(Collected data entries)
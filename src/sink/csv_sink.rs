//! Append-only CSV sink
//!
//! One file per retailer. The header is written when the file is new or empty; every batch is
//! appended and flushed before `write_batch` returns.

use crate::sink::traits::{Sink, SinkResult};
use crate::state::{FetchOutcome, OutcomeRecord};
use chrono::Utc;
use csv::WriterBuilder;
use std::fs::OpenOptions;
use std::path::{Path, PathBuf};

/// Cell text for items the retailer reported as missing
pub const NOT_FOUND: &str = "Not Found";

/// Cell text for items that ran out of attempts
pub const UNSUCCESSFUL: &str = "Unsuccessful";

/// Cell text for items that had no request target
pub const NO_TARGET: &str = "n/a";

/// Format of the `Date` column
pub const DATE_FORMAT: &str = "%Y-%m-%d %H:%M:%S";

/// Sink that appends rows to a CSV file
#[derive(Debug, Clone)]
pub struct CsvSink {
    path: PathBuf,
    metadata_columns: Vec<String>,
}

impl CsvSink {
    pub fn new(path: impl Into<PathBuf>, metadata_columns: Vec<String>) -> Self {
        Self {
            path: path.into(),
            metadata_columns,
        }
    }

    /// Sink writing `scraped_data_<retailer>.csv` inside `dir`
    pub fn for_retailer(dir: &Path, retailer: &str, metadata_columns: Vec<String>) -> Self {
        Self::new(
            dir.join(format!("scraped_data_{}.csv", retailer)),
            metadata_columns,
        )
    }

    pub fn path(&self) -> &Path {
        &self.path
    }
}

impl Sink for CsvSink {
    fn name(&self) -> &str {
        "csv"
    }

    fn write_batch(&mut self, records: &[OutcomeRecord]) -> SinkResult<()> {
        if let Some(parent) = self.path.parent() {
            if !parent.as_os_str().is_empty() {
                std::fs::create_dir_all(parent)?;
            }
        }

        let file = OpenOptions::new()
            .create(true)
            .append(true)
            .open(&self.path)?;
        let is_new = file.metadata()?.len() == 0;

        let mut writer = WriterBuilder::new().has_headers(false).from_writer(file);

        if is_new {
            writer.write_record(header(&self.metadata_columns))?;
        }

        let date = Utc::now().format(DATE_FORMAT).to_string();
        for record in records {
            let metadata = self
                .metadata_columns
                .iter()
                .map(|column| record.metadata.get(column).unwrap_or(""));
            let (title, price, stock) = outcome_cells(&record.outcome);

            let mut row: Vec<&str> = vec![date.as_str(), record.identifier.as_str()];
            row.extend(metadata);
            row.extend([
                title.as_str(),
                price.as_str(),
                stock.as_str(),
                outcome_label(&record.outcome),
                record.target.as_deref().unwrap_or(NO_TARGET),
            ]);
            writer.write_record(&row)?;
        }

        writer.flush()?;
        Ok(())
    }
}

/// Header row: `Date, ItemId, <metadata columns>, ProductTitle, Price, StockAvailability, Outcome, URL`
pub fn header(metadata_columns: &[String]) -> Vec<String> {
    let mut header = vec!["Date".to_string(), "ItemId".to_string()];
    header.extend(metadata_columns.iter().cloned());
    header.extend(
        ["ProductTitle", "Price", "StockAvailability", "Outcome", "URL"]
            .iter()
            .map(|s| s.to_string()),
    );
    header
}

/// Title, price and stock cells for an outcome, with sentinels for non-successes
pub fn outcome_cells(outcome: &FetchOutcome) -> (String, String, String) {
    match outcome {
        FetchOutcome::Success {
            title,
            price,
            stock,
        } => (
            title.clone().unwrap_or_default(),
            price.clone().unwrap_or_default(),
            stock_label(stock.is_available()).to_string(),
        ),
        FetchOutcome::NotFound => sentinel(NOT_FOUND),
        FetchOutcome::TransientFailure { .. } => sentinel(UNSUCCESSFUL),
        FetchOutcome::MissingTarget => sentinel(NO_TARGET),
    }
}

pub fn stock_label(available: bool) -> &'static str {
    if available {
        "In Stock"
    } else {
        "Out of Stock"
    }
}

fn outcome_label(outcome: &FetchOutcome) -> &'static str {
    outcome.kind().to_db_string()
}

fn sentinel(text: &str) -> (String, String, String) {
    (text.to_string(), text.to_string(), text.to_string())
}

§ WORK ITEM
Your answer should be the lines from the one containing "fn outcome_label(outcome: &FetchOutcome)" to the end of the entries above, restated exactly and alone.

§ RESULT OF THE EXERCISE
fn outcome_label(outcome: &FetchOutcome) -> &'static str {
    outcome.kind().to_db_string()
}

fn sentinel(text: &str) -> (String, String, String) {
    (text.to_string(), text.to_string(), text.to_string())
}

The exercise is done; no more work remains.